Schon seit 2012 spielt der gebürtige Dortmunder beim BVB, ist damit aktuell dienstältester Profi im Kader der Westfalen. Seit 2018 ist er Kapitän, er gilt als Spitzenverdiener mit einem angeblichen Jahressalär von weit mehr als zehn Millionen Euro. Ende Mai wird der oftmals von Verletzungen geplagte Reus 34 Jahre alt, ein langfristiger Kontrakt ist im Falle einer Verlängerung also eher nicht zu erwarten. Viele Beobachter waren sich eigentlich einig, dass ein Verbleib des Nationalspielers bei seinem Herzensklub mehr oder weniger Formsache sei.
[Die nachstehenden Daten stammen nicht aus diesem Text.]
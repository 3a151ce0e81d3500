//! Error types for layout.

use board_registry::RegistryError;
use board_types::RoomId;
use hex_grid::GridError;

/// Fatal layout failures.
///
/// Overlaps and conflicting placements are not errors; they are recorded as
/// [`Diagnostic`](board_types::Diagnostic) values on the
/// [`Placement`](crate::Placement).
///
/// # Example
///
/// ```
/// use board_layout::LayoutError;
/// use board_types::RoomId;
///
/// let error = LayoutError::DepthLimitExceeded {
///     room: RoomId::from("0:40"),
///     max_depth: 32,
/// };
/// assert!(error.is_depth_limit());
/// assert!(error.to_string().contains("32"));
/// ```
#[derive(Debug, Clone, PartialEq, Eq, thiserror::Error)]
#[non_exhaustive]
pub enum LayoutError {
    /// The traversal nested deeper than the configured ceiling.
    #[error("layout exceeded max depth {max_depth} at room [{room}]")]
    DepthLimitExceeded {
        /// The room that would have been placed past the ceiling.
        room: RoomId,
        /// The configured ceiling.
        max_depth: usize,
    },

    /// A room or link lookup failed.
    #[error(transparent)]
    Registry(#[from] RegistryError),

    /// A grid step failed.
    #[error(transparent)]
    Grid(#[from] GridError),

    /// The layout configuration is invalid.
    #[error("invalid layout configuration: {0}")]
    InvalidConfig(String),
}

impl LayoutError {
    /// Returns `true` if the depth ceiling was hit.
    #[must_use]
    pub const fn is_depth_limit(&self) -> bool {
        matches!(self, Self::DepthLimitExceeded { .. })
    }

    /// Returns `true` if a registry lookup failed.
    #[must_use]
    pub const fn is_registry(&self) -> bool {
        matches!(self, Self::Registry(_))
    }
}
//! Offset hex coordinate types.

use std::fmt;

use crate::error::GridError;
use crate::side::Side;

/// A discrete hex cell in "column-offset" coordinates.
///
/// Columns alternate parity: cells in odd columns sit half a cell higher than
/// their even neighbors, so the diagonal sides (1, 2, 4, 5) pick their row
/// offset from the parity of the current column. Both axes are signed so the
/// layout origin can sit anywhere on the board.
///
/// | side | Δcolumn | Δrow |
/// |------|---------|------|
/// | 1 | +1 | `-parity` |
/// | 2 | +1 | `1 - parity` |
/// | 3 | 0 | +1 |
/// | 4 | -1 | `1 - parity` |
/// | 5 | -1 | `-parity` |
/// | 6 | 0 | -1 |
///
/// # Example
///
/// ```
/// use hex_grid::{HexCoord, Side};
///
/// let origin = HexCoord::origin();
/// assert_eq!(origin.neighbor(Side::Three), HexCoord::new(0, 1));
/// assert_eq!(origin.neighbor(Side::Two), HexCoord::new(1, 1));
///
/// // Odd columns shift the diagonals up by one row
/// let odd = HexCoord::new(1, 0);
/// assert_eq!(odd.neighbor(Side::One), HexCoord::new(2, -1));
/// ```
#[derive(Debug, Clone, Copy, PartialEq, Eq, PartialOrd, Ord, Hash, Default)]
#[cfg_attr(feature = "serde", derive(serde::Serialize, serde::Deserialize))]
pub struct HexCoord {
    /// Horizontal cell index.
    pub column: i32,
    /// Vertical cell index within the column.
    pub row: i32,
}

impl HexCoord {
    /// Creates a new hex coordinate.
    #[must_use]
    pub const fn new(column: i32, row: i32) -> Self {
        Self { column, row }
    }

    /// Creates a coordinate at the origin (0, 0).
    #[must_use]
    pub const fn origin() -> Self {
        Self::new(0, 0)
    }

    /// Returns the coordinate as a `(column, row)` tuple.
    #[must_use]
    pub const fn as_tuple(self) -> (i32, i32) {
        (self.column, self.row)
    }

    /// Returns `1` for odd columns and `0` for even ones, negatives included.
    #[must_use]
    pub const fn parity(self) -> i32 {
        self.column.rem_euclid(2)
    }

    /// Returns the `(Δcolumn, Δrow)` step toward `side` from this cell.
    #[must_use]
    pub const fn delta(self, side: Side) -> (i32, i32) {
        let parity = self.parity();
        match side {
            Side::One => (1, -parity),
            Side::Two => (1, 1 - parity),
            Side::Three => (0, 1),
            Side::Four => (-1, 1 - parity),
            Side::Five => (-1, -parity),
            Side::Six => (0, -1),
        }
    }

    /// Returns the adjacent cell across `side`.
    ///
    /// Wraps on overflow; use [`HexCoord::checked_neighbor`] near the `i32`
    /// limits.
    #[must_use]
    pub const fn neighbor(self, side: Side) -> Self {
        let (dc, dr) = self.delta(side);
        Self::new(self.column.wrapping_add(dc), self.row.wrapping_add(dr))
    }

    /// Returns the adjacent cell across `side`, failing on overflow.
    ///
    /// # Errors
    ///
    /// Returns [`GridError::CoordinateOverflow`] if the step leaves `i32` range.
    pub const fn checked_neighbor(self, side: Side) -> Result<Self, GridError> {
        let (dc, dr) = self.delta(side);
        match (self.column.checked_add(dc), self.row.checked_add(dr)) {
            (Some(column), Some(row)) => Ok(Self::new(column, row)),
            _ => Err(GridError::CoordinateOverflow {
                column: self.column,
                row: self.row,
            }),
        }
    }

    /// Returns the adjacent cell for a raw 1-based side position.
    ///
    /// # Errors
    ///
    /// Returns [`GridError::InvalidSide`] if `position` is not in `1..=6`, or
    /// [`GridError::CoordinateOverflow`] if the step leaves `i32` range.
    ///
    /// # Example
    ///
    /// ```
    /// use hex_grid::{GridError, HexCoord};
    ///
    /// let coord = HexCoord::origin();
    /// assert_eq!(coord.neighbor_at(6), Ok(HexCoord::new(0, -1)));
    /// assert_eq!(coord.neighbor_at(7), Err(GridError::InvalidSide(7)));
    /// ```
    pub fn neighbor_at(self, position: i64) -> Result<Self, GridError> {
        self.checked_neighbor(Side::from_position(position)?)
    }

    /// Returns all six neighbors in side order `1..=6`.
    #[must_use]
    pub fn neighbors(self) -> [Self; 6] {
        Side::ALL.map(|side| self.neighbor(side))
    }

    /// Returns the side through which `other` is adjacent, if it is a neighbor.
    ///
    /// # Example
    ///
    /// ```
    /// use hex_grid::{HexCoord, Side};
    ///
    /// let a = HexCoord::new(3, 2);
    /// let b = a.neighbor(Side::Four);
    /// assert_eq!(a.side_toward(b), Some(Side::Four));
    /// assert_eq!(b.side_toward(a), Some(Side::One));
    /// assert_eq!(a.side_toward(a), None);
    /// ```
    #[must_use]
    pub fn side_toward(self, other: Self) -> Option<Side> {
        Side::ALL
            .into_iter()
            .find(|&side| self.neighbor(side) == other)
    }
}

impl From<(i32, i32)> for HexCoord {
    fn from((column, row): (i32, i32)) -> Self {
        Self::new(column, row)
    }
}

impl fmt::Display for HexCoord {
    fn fmt(&self, f: &mut fmt::Formatter<'_>) -> fmt::Result {
        write!(f, "{},{}", self.column, self.row)
    }
}
impl<'b> Registry<'b> {
    /// Creates an empty registry with default settings.
    #[must_use]
    pub fn new() -> Self {
        Self::with_config(IngestConfig::default())
    }

    /// Creates an empty registry with the given settings.
    #[must_use]
    pub fn with_config(config: IngestConfig) -> Self {
        Self {
            config,
            rooms: IndexMap::new(),
            entrypoints: IndexSet::new(),
            links: LinkTable::new(),
            blacklist: None,
            diagnostics: Vec::new(),
            rejected: 0,
        }
    }

    /// Rejects future rows that duplicate a room of `blacklist`.
    ///
    /// Blacklist rooms whose symbol is the configured blank symbol never
    /// reject anything.
    #[must_use]
    pub fn with_blacklist(mut self, blacklist: &'b Registry<'b>) -> Self {
        self.blacklist = Some(blacklist);
        self
    }

    /// Returns the ingestion settings.
    #[must_use]
    pub const fn config(&self) -> &IngestConfig {
        &self.config
    }

    /// Ingests one row as room `id`.
    ///
    /// The row is skipped when its slot-1 column is missing or empty. Slots
    /// whose code does not normalize to a valid code are dropped with an
    /// [`Diagnostic::InvalidLinkCode`]. Identifiers must be unique within a
    /// registry; a repeated identifier is skipped with a warning.
    pub fn add_row(&mut self, row: &Row, id: RoomId, mapping: &ColumnMapping) -> RowOutcome {
        if row.get_or_empty(mapping.link(Side::One)).trim().is_empty() {
            debug!(room = %id, "skipping row without a first link");
            return RowOutcome::Skipped;
        }
        if self.rooms.contains_key(&id) {
            warn!(room = %id, "room identifier already registered, skipping row");
            return RowOutcome::Skipped;
        }

        let openings = parse_openings(row.get_or_empty(&mapping.openings));
        let symbol = parse_symbol(row.get_or_empty(&mapping.center));

        let mut candidate = Vec::with_capacity(6);
        for side in Side::ALL {
            let is_opening = openings.contains(&side);
            let code = normalize(row.get_or_empty(mapping.link(side)), is_opening);
            match LinkCode::parse(&code) {
                Ok(code) => candidate.push((side, Link::new(code, is_opening))),
                Err(_) => self.report(Diagnostic::InvalidLinkCode {
                    room: id.clone(),
                    side,
                    code,
                }),
            }
        }
        let codes: Vec<LinkCode> = candidate.iter().map(|(_, link)| link.code).collect();

        let duplicate = self
            .find_duplicate(&codes)
            .map(|(existing, shared)| (existing.id().clone(), shared));
        if let Some((existing, codes)) = duplicate {
            self.rejected += 1;
            self.report(Diagnostic::DuplicateRoom {
                room: id,
                existing: existing.clone(),
                codes,
            });
            return RowOutcome::Duplicate { existing };
        }

        let blank_symbol = self.config.blank_symbol();
        let blacklisted = self
            .blacklist
            .and_then(|blacklist| blacklist.find_duplicate(&codes))
            .filter(|(existing, _)| existing.symbol() != Some(blank_symbol))
            .map(|(existing, shared)| (existing.id().clone(), shared));
        if let Some((existing, codes)) = blacklisted {
            self.rejected += 1;
            self.report(Diagnostic::BlacklistedRoom {
                room: id,
                existing: existing.clone(),
                codes,
            });
            return RowOutcome::Blacklisted { existing };
        }

        let slots: Vec<(Side, SlotLink)> = candidate
            .into_iter()
            .map(|(side, link)| (side, SlotLink::new(self.links.resolve(link), link)))
            .collect();
        for (_, slot) in &slots {
            if !self.links.attach(slot.id, &id) {
                self.report(Diagnostic::LinkOverflow {
                    room: id.clone(),
                    link: slot.link,
                });
            }
        }

        let room = Room::new(id.clone(), symbol, slots, openings);
        let is_entrypoint = room.has_entrypoint();
        debug!("registered {room}");
        self.rooms.insert(id.clone(), room);

        if is_entrypoint {
            self.entrypoints.insert(id.clone());
            self.report(Diagnostic::EntrypointFound { room: id });
        }

        RowOutcome::Accepted
    }

    /// Ingests consecutive data rows of one source.
    ///
    /// Identifiers are `tag:row`, where `row` is the sheet row number given
    /// the configured header row count.
    pub fn ingest<I>(&mut self, rows: I, tag: &str, mapping: &ColumnMapping) -> IngestSummary
    where
        I: IntoIterator<Item = Row>,
    {
        let mut summary = IngestSummary::default();
        let ids = RoomIdSequence::new(tag, self.config.header_rows());
        for (row, id) in rows.into_iter().zip(ids) {
            let outcome = self.add_row(&row, id, mapping);
            summary.record(&outcome);
        }
        info!(source = tag, "{summary}");
        summary
    }

    /// Finds the first room, in ingestion order, sharing more than one
    /// code with `codes`.
    ///
    /// Returns the room and the shared codes in that room's side order.
    #[must_use]
    pub fn find_duplicate(&self, codes: &[LinkCode]) -> Option<(&Room, Vec<LinkCode>)> {
        self.rooms.values().find_map(|room| {
            let shared = room.matching_codes(codes);
            (shared.len() > 1).then_some((room, shared))
        })
    }

    /// Returns the number of accepted rooms.
    #[must_use]
    pub fn len(&self) -> usize {
        self.rooms.len()
    }

    /// Returns `true` if no room has been accepted.
    #[must_use]
    pub fn is_empty(&self) -> bool {
        self.rooms.is_empty()
    }

    /// Returns `true` if a room with this identifier was accepted.
    #[must_use]
    pub fn contains(&self, id: &RoomId) -> bool {
        self.rooms.contains_key(id)
    }

    /// Looks up a room.
    ///
    /// # Errors
    ///
    /// Returns [`RegistryError::UnknownRoom`] if no such room was accepted.
    pub fn room(&self, id: &RoomId) -> Result<&Room, RegistryError> {
        self.rooms
            .get(id)
            .ok_or_else(|| RegistryError::UnknownRoom(id.clone()))
    }

    /// Iterates over rooms in ingestion order.
    pub fn rooms(&self) -> impl Iterator<Item = &Room> {
        self.rooms.values()
    }

    /// Iterates over entrypoint rooms in ingestion order.
    pub fn entrypoints(&self) -> impl Iterator<Item = &Room> {
        self.entrypoints.iter().filter_map(|id| self.rooms.get(id))
    }

    /// Iterates over entrypoint identifiers in ingestion order.
    pub fn entrypoint_ids(&self) -> impl Iterator<Item = &RoomId> {
        self.entrypoints.iter()
    }

    /// Returns `true` if `id` is an entrypoint.
    #[must_use]
    pub fn is_entrypoint(&self, id: &RoomId) -> bool {
        self.entrypoints.contains(id)
    }

    /// Returns the link value of an instance.
    #[must_use]
    pub fn link(&self, id: LinkId) -> Option<&Link> {
        self.links.get(id)
    }

    /// Returns the rooms owning a link.
    #[must_use]
    pub fn owners(&self, id: LinkId) -> &[RoomId] {
        self.links.owners(id)
    }

    /// Returns the room on the other end of `link` as seen from `room`.
    #[must_use]
    pub fn other_room(&self, link: LinkId, room: &RoomId) -> Option<&RoomId> {
        self.links.other_owner(link, room)
    }

    /// Lists the connected neighbors of a room as `(side, link, neighbor)` in
    /// side order, using the room's current orientation.
    ///
    /// # Errors
    ///
    /// Returns [`RegistryError::UnknownRoom`] if no such room was accepted.
    pub fn neighbors(&self, id: &RoomId) -> Result<Vec<(Side, LinkId, RoomId)>, RegistryError> {
        let room = self.room(id)?;
        Ok(room
            .links()
            .filter_map(|(side, slot)| {
                self.other_room(slot.id, id)
                    .map(|other| (side, slot.id, other.clone()))
            })
            .collect())
    }

    /// Rotates room `id` so that `link` sits on `reference`.
    ///
    /// Returns the rotation that was applied (zero if already aligned).
    ///
    /// # Errors
    ///
    /// Returns [`RegistryError::UnknownRoom`] if the room does not exist, or
    /// [`RegistryError::LinkNotInRoom`] if it does not hold `link`.
    pub fn align_room(
        &mut self,
        id: &RoomId,
        link: LinkId,
        reference: Side,
    ) -> Result<i32, RegistryError> {
        let room = self
            .rooms
            .get_mut(id)
            .ok_or_else(|| RegistryError::UnknownRoom(id.clone()))?;
        room.align(link, reference)
            .ok_or_else(|| RegistryError::LinkNotInRoom {
                room: id.clone(),
                link,
            })
    }

    /// Returns every diagnostic reported so far, in order.
    #[must_use]
    pub fn diagnostics(&self) -> &[Diagnostic] {
        &self.diagnostics
    }

    /// Returns a summary of the registry's contents.
    #[must_use]
    pub fn stats(&self) -> RegistryStats {
        RegistryStats {
            rooms: self.rooms.len(),
            links: self.links.len(),
            connected_links: self.links.connected_count(),
            entrypoints: self.entrypoints.len(),
            rejected: self.rejected,
        }
    }

    fn report(&mut self, diagnostic: Diagnostic) {
        if diagnostic.is_anomaly() {
            warn!("{diagnostic}");
        } else {
            info!("{diagnostic}");
        }
        self.diagnostics.push(diagnostic);
    }
}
Zu groß sind seine Popularität bei den Fans, seine Verbundenheit zum Klub und trotz fortgeschrittenen Alters sein sportlicher Wert für das Team. Doch als Reus zuletzt auf englische Medienberichte über einen Transfer zum Ronaldo-Klub Al-Nassr in Saudi-Arabien angesprochen wurde, blieb der Offensivspieler (368 Pflichtspiel-Einsätze für den BVB, 156 Tore) bemerkenswert vage: "Natürlich schaust du voraus und ich habe nur noch ein halbes Jahr Vertrag. Da wäre es falsch, sich keine Gedanken zu machen."

Mats Hummels

Ähnlich wie Reus gehört auch der Weltmeister von 2014 fast schon zum Inventar in Dortmund. Seit 2019 spielt Hummels wieder bei den Schwarz-Gelben, für die er vor seinem dreijährigen Intermezzo beim FC Bayern bereits seit Januar 2008 aktiv gewesen war. Nun ist der Ex-Münchener bereits 34 Jahre alt und blickt Gesprächen über eine Verlängerung seines Kontraktes gelassen entgegen, wie er im November 2022 erklärte. Sportlich hat Hummels gute Argumente: Auch wenn die Belohnung in Form einer Nominierung für die aus deutscher Sicht verkorkste WM ausblieb, wirkt Hummels in der laufenden Saison in seinen Leistungen souverän wie lange nicht, war in den vergangenen Monaten verletzungsfrei und bei BVB-Trainer Edin Terzic gesetzt. Und das, obwohl die Borussia im Sommer mit Niklas Süle (FC Bayern) und Nico Schlotterbeck (SC Freiburg) zwei jüngere, hochveranlagte deutsche Innenverteidiger verpflichtete.

Raphael Guerreiro

Immer wieder ranken sich um den portugiesischen Europameister von 2016 Wechselgerüchte, seit er vor sechseinhalb Jahren vom französischen Erstligisten FC Lorient ins Ruhrgebiet kam. Spekulationen um einen Abschied Guerreiros wurden in den vergangenen Monaten zudem durch Berichte über ein Dortmunder Interesse an Ramy Bensebaini von Borussia Mönchengladbach befeuert, der wie Guerreiro Linksverteidiger ist. Für Guerreiro spricht neben seiner guten Technik seine Qualität im Spiel nach vorn. Mit 37 Treffern in 206 BVB-Einsätzen ist er für einen Außenverteidiger (der auch auf der offensiven Außenbahn eingesetzt werden kann) bemerkenswert torgefährlich. Skeptiker werfen dem 29-Jährigen jedoch bisweilen eine gewisse Verletzungsanfälligkeit vor. Denn Guerreiro muss immer wieder mit kleineren, meist muskulären Blessuren pausieren, allein seit September 2022 war dies bereits zweimal der Fall.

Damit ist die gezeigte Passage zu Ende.